2. The method of claim 1 , further comprising:
selectively processing the next case based on an associated probability.
3. The method of claim 1 , wherein determining the next case and processing the next case occur during the processing of the case.
4. The method of claim 1 , further comprising:
determining the sequence from profile information.
5. The method of claim 1 , further comprising:
determining a second next case from the sequence; and
processing the second next case.
6. The method of claim 5 , wherein processing the second next case is selective based on an associated probability.
7. The method of claim 5 , wherein determining the second next case and processing the second next case occur during the processing of the case.
8. The method of claim 1 , wherein the case and the next case are branch instructions.
9. A method of improving a prediction rate for instructions in code comprising:
determining a sequence from profile information; and
transforming the code based on the determined sequence.
10. The method of claim 9 wherein transforming the code comprises:
adding a follow-set to a portion of the code for processing a first instruction in the sequence.
11. The method of claim 10 , wherein adding the follow-set is selective based on a probability associated with the sequence.
12. An apparatus for improving branch prediction rates in a microprocessor comprising:
a compiler comprising an optimization component,
wherein the optimization component determines a sequence from profile information and transforms code received by the compiler based on the determined sequence.

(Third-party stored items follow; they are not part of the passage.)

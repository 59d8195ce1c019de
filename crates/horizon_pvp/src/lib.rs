//! # Horizon PvP
//!
//! Competitive side of the Horizon runtime:
//!
//! * [`rating`] - ELO-style rating deltas
//! * [`deserter`] - deserter penalties for leaving active matches
//! * [`queue`] - the arena matchmaking queue actor
//! * [`matches`] - the match lifecycle actor with battleground, warplot and
//!   arena rules
//! * [`supervisor`] - directory and supervisor of running matches
//! * [`season`] - rating decay and end-of-season finalisation
//!
//! ```text
//!   ArenaQueue ──launch_arena──▶ MatchSupervisor ──spawn──▶ Match actors
//!        ▲                              │                        │
//!        └────── flag_deserter ─────────┴◀──── MatchEvent ───────┘
//! ```

pub mod config;
pub mod deserter;
pub mod error;
pub mod matches;
pub mod queue;
pub mod rating;
pub mod season;
pub mod supervisor;

#[cfg(test)]
mod tests;

pub use config::{MatchTimings, QueueConfig, RewardTier, SeasonConfig};
pub use deserter::{DeserterPolicy, DeserterTracker};
pub use error::{MatchError, QueueError};
pub use matches::{
    ActionOutcome, ArenaRules, BattlegroundRules, MatchAction, MatchEvent, MatchHandle,
    MatchPhase, MatchRules, MatchSnapshot, RulesView, Scoreboard, Victory, VictoryReason,
    WarplotRules,
};
pub use queue::{spawn_arena_queue, ArenaQueueHandle, ArenaTeam, MatchLauncher, QueueState, QueueStatus};
pub use rating::{expected_score, k_factor, win_delta, DEFAULT_RATING};
pub use season::{spawn_season_scheduler, SeasonPass, SeasonSchedulerHandle};
pub use supervisor::MatchSupervisor;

13. The apparatus of claim 12 , wherein the optimization component adds a follow-set to a portion of the code.
14. A software tool for improving branch prediction rates in a microprocessor comprising:
a program stored on computer-readable media for processing a case;
determining a next case from a sequence involving the processed case; and
processing the next case.
15. The software tool of claim 14 , further comprising:
a program stored on computer-readable media for selectively processing the next case based on an associated probability.
16. The software tool of claim 15 , wherein determining the next case and processing the next case occur during the processing of the case.
17. The software tool of claim 16 , further comprising:
a program stored on computer-readable media for determining the sequence from profile information.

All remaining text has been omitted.